Transcribe the records word for word, beginning with the first line and ending with the line that contains "single upload directory"; include nothing else.

Stored data entries:
-------------------------
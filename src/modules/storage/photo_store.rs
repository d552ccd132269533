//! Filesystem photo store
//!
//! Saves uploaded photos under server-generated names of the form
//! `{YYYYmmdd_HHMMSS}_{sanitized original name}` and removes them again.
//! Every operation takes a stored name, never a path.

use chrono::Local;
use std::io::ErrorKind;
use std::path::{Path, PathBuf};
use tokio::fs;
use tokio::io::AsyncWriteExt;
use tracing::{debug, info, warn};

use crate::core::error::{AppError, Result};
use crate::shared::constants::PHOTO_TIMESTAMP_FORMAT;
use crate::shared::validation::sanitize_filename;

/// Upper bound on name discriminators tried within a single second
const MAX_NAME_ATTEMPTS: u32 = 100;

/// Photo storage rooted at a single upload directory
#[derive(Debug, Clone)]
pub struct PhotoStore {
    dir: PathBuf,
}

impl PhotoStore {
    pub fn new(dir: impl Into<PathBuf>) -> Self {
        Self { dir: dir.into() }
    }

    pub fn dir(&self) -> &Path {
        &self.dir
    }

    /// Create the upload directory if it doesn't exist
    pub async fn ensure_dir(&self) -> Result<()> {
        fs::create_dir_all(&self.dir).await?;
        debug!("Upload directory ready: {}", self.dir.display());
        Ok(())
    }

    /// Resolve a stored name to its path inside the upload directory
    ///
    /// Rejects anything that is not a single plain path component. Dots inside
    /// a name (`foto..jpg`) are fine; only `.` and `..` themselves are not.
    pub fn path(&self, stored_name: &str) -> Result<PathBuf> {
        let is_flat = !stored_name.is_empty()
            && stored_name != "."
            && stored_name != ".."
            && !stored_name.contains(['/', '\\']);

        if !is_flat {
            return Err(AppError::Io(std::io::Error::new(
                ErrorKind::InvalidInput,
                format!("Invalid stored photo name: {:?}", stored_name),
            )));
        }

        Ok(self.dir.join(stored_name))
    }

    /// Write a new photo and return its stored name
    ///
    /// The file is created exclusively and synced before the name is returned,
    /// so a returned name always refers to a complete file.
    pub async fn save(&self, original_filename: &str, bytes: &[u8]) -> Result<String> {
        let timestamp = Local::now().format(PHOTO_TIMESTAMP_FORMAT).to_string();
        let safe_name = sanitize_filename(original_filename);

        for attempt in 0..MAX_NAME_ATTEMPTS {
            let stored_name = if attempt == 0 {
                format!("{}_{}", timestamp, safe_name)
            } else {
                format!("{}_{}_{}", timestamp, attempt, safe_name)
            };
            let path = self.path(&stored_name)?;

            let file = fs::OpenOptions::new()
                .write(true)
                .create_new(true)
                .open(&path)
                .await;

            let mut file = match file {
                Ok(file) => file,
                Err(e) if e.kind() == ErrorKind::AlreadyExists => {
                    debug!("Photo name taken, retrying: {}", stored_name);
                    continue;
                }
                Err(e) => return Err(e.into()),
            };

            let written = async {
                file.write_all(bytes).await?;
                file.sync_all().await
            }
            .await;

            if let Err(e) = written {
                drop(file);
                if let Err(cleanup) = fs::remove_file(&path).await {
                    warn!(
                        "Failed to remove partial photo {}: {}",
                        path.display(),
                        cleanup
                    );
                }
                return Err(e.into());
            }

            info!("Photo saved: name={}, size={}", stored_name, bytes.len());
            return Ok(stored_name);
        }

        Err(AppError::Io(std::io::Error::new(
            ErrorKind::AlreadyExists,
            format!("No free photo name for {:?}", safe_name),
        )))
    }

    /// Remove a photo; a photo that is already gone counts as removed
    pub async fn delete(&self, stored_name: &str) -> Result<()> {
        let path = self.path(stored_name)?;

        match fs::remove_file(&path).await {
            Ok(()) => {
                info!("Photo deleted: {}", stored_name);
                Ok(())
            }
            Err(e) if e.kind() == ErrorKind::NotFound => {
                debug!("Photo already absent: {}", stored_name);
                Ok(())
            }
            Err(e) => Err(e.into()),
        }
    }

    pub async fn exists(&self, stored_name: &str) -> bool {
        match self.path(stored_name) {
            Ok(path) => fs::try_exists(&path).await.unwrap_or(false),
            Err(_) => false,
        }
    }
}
-------------------------
EXERCISE RESULT:
filename src/modules/storage/photo_store.rs
repository d552ccd132269533
//! Filesystem photo store
//!
//! Saves uploaded photos under server-generated names of the form
//! `{YYYYmmdd_HHMMSS}_{sanitized original name}` and removes them again.
//! Every operation takes a stored name, never a path.

use chrono::Local;
use std::io::ErrorKind;
use std::path::{Path, PathBuf};
use tokio::fs;
use tokio::io::AsyncWriteExt;
use tracing::{debug, info, warn};

use crate::core::error::{AppError, Result};
use crate::shared::constants::PHOTO_TIMESTAMP_FORMAT;
use crate::shared::validation::sanitize_filename;

/// Upper bound on name discriminators tried within a single second
const MAX_NAME_ATTEMPTS: u32 = 100;

/// Photo storage rooted at a single upload directory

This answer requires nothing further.